19 décembre 2011

Marilyn vs. Marilyn: What The Prince and the Showgirl Says About Monroe’s Biopic

vanity_fair_logoMarilyn vs. Marilyn: What The Prince and the Showgirl Says About Monroe’s Biopic
Publié le 9/12/2011,
par Bruce Handy,
en ligne
sur vanityfair.com

the_prince_and_the_showgirl

In November’s Vanity Fair, I wrote a short piece about Michelle Williams’s performance as Marilyn Monroe in My Week with Marilyn, the film about the making of 1957’s The Prince and the Showgirl, in which Monroe starred opposite Laurence Olivier, who also directed. For an actress, I explained in my best cinema-studies voice, playing a woman who is arguably the most famous of all movie stars “is like an excruciatingly difficult platform dive, a win-gold-or-eat-ice figure-skating jump; Michelle Williams is the daredevil who executes the move flawlessly, brilliantly, exhilaratingly.”

Hmmm.
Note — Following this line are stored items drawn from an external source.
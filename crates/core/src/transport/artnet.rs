use std::io::ErrorKind;
use std::net::{SocketAddr, ToSocketAddrs, UdpSocket};

use artnet_protocol::{ArtCommand, Output, PortAddress};
use serde::{Deserialize, Serialize};

use super::{DmxInput, DmxOutput, InputPacket};
use crate::dmx::driver_config::DriverConfig;
use crate::dmx::universe::{DmxUniverse, UNIVERSE_SIZE};
use crate::error::DmxError;

pub const ARTNET_PORT: u16 = 6454;

const BROADCAST_IP: &str = "255.255.255.255";

#[derive(Debug, Clone, PartialEq, Eq, Serialize, Deserialize)]
#[serde(rename_all = "camelCase")]
pub enum ArtNetMode {
    Broadcast,
    /// Specify from (interface) + to (destination) addresses
    Unicast(SocketAddr, SocketAddr),
}

/// Sends the output universe as ArtDmx packets.
pub struct ArtNetOutput {
    socket: UdpSocket,
    destination: SocketAddr,
    universe: u16,
    buffer: DmxUniverse,
    sequence: u8,
}

impl ArtNetOutput {
    pub fn new(mode: ArtNetMode, universe: u16) -> Result<Self, DmxError> {
        let (socket, destination) = match mode {
            ArtNetMode::Broadcast => {
                let socket = UdpSocket::bind(("0.0.0.0", 0))?;
                socket.set_broadcast(true)?;
                let destination = (BROADCAST_IP, ARTNET_PORT)
                    .to_socket_addrs()?
                    .next()
                    .ok_or_else(|| DmxError::Transport("no broadcast address".to_string()))?;
                log::debug!("Art-Net broadcast mode set up OK");
                (socket, destination)
            }
            ArtNetMode::Unicast(src, destination) => {
                log::debug!(
                    "Will connect from interface {} to destination {}",
                    src,
                    destination
                );
                let socket = UdpSocket::bind(src)?;
                socket.set_broadcast(false)?;
                (socket, destination)
            }
        };

        Ok(Self {
            socket,
            destination,
            universe,
            buffer: DmxUniverse::new(),
            sequence: 0,
        })
    }

    pub fn destination(&self) -> SocketAddr {
        self.destination
    }
}

impl DmxOutput for ArtNetOutput {
    fn init(&mut self, universe_len: usize) -> Result<(), DmxError> {
        if universe_len != UNIVERSE_SIZE {
            return Err(DmxError::Transport(format!(
                "Art-Net carries {} channels, got {}",
                UNIVERSE_SIZE, universe_len
            )));
        }
        self.buffer.clear();
        Ok(())
    }

    fn write(&mut self, address: usize, value: u8) {
        self.buffer.set(address, value);
    }

    fn update(&mut self) -> Result<(), DmxError> {
        let port_address = PortAddress::try_from(self.universe)
            .map_err(|e| DmxError::Transport(format!("invalid universe: {:?}", e)))?;

        // Sequence 0 disables reordering on the receiver, so skip it
        self.sequence = self.sequence.wrapping_add(1).max(1);

        let command = ArtCommand::Output(Output {
            sequence: self.sequence,
            port_address,
            data: self.buffer.as_slice().to_vec().into(),
            ..Output::default()
        });

        let bytes = command
            .write_to_buffer()
            .map_err(|e| DmxError::Transport(format!("failed to encode ArtDmx: {:?}", e)))?;
        self.socket.send_to(&bytes, self.destination)?;
        Ok(())
    }
}

/// Receives ArtDmx packets for one universe on a non-blocking UDP socket.
///
/// Datagrams that fail to parse are reported as errored packets. Other
/// Art-Net opcodes and ArtDmx for other universes are ignored.
pub struct ArtNetInput {
    socket: UdpSocket,
    universe: u16,
    data: Vec<u8>,
    recv_buf: Vec<u8>,
}

impl ArtNetInput {
    pub fn bind(addr: SocketAddr, universe: u16) -> Result<Self, DmxError> {
        let socket = UdpSocket::bind(addr)?;
        socket.set_nonblocking(true)?;
        Ok(Self {
            socket,
            universe,
            data: Vec::new(),
            recv_buf: vec![0; 1024],
        })
    }

    pub fn local_addr(&self) -> Result<SocketAddr, DmxError> {
        Ok(self.socket.local_addr()?)
    }

    pub fn universe(&self) -> u16 {
        self.universe
    }
}

impl DmxInput for ArtNetInput {
    fn install(&mut self, config: &DriverConfig) -> Result<(), DmxError> {
        log::info!(
            "Art-Net input ready as '{}' on {}, universe {}",
            config.software_version_label,
            self.local_addr()?,
            self.universe
        );
        Ok(())
    }

    fn set_pins(&mut self, _tx: u8, _rx: u8, _enable: u8) {
        // Network input has no transceiver pins
    }

    fn receive(&mut self) -> Option<InputPacket> {
        loop {
            let len = match self.socket.recv_from(&mut self.recv_buf) {
                Ok((len, _)) => len,
                Err(e) if e.kind() == ErrorKind::WouldBlock => return None,
                Err(e) => {
                    log::debug!("Art-Net receive failed: {}", e);
                    return Some(InputPacket {
                        size: 0,
                        error: true,
                    });
                }
            };

            match ArtCommand::from_buffer(&self.recv_buf[..len]) {
                Ok(ArtCommand::Output(output)) => {
                    if u16::from(output.port_address) != self.universe {
                        continue;
                    }
                    let payload: &[u8] = output.data.as_ref();
                    let size = payload.len().min(UNIVERSE_SIZE);
                    self.data = payload[..size].to_vec();
                    return Some(InputPacket { size, error: false });
                }
                // Polls and replies from other nodes share the port
                Ok(_) => continue,
                Err(e) => {
                    log::debug!("Art-Net parse error: {:?}", e);
                    return Some(InputPacket {
                        size: 0,
                        error: true,
                    });
                }
            }
        }
    }

    fn read_into(&mut self, buf: &mut [u8], size: usize) -> usize {
        let len = size.min(buf.len()).min(self.data.len());
        buf[..len].copy_from_slice(&self.data[..len]);
        len
    }
}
With the film—and the deadline—having receded a bit in memory, that blurb now feels a tad . . . gushy. But the performance really is terrific (the movie itself is entertaining, if pat), and as I also wrote, with, I hope, a more level head:

“That Williams—a first-rank actress who presumably wouldn’t be caught dead in, say, a TV movie about a moth-eaten, overly mythologized sex symbol—had the nerve to take this on is impressive. That she has the talent to pull it off is maybe unprecedented. I can’t think of a better performance (not even Tina Fey’s Sarah Palin) in the role of an icon whose face, voice, and mannerisms are known by millions or even billions of people. Williams doesn’t quite capture the on-screen Marilyn—no one could—but she comes very close. And as off-screen Marilyn, she’s as funny and tragic, as sexy and pathetic and manipulative, as you cold ask for.”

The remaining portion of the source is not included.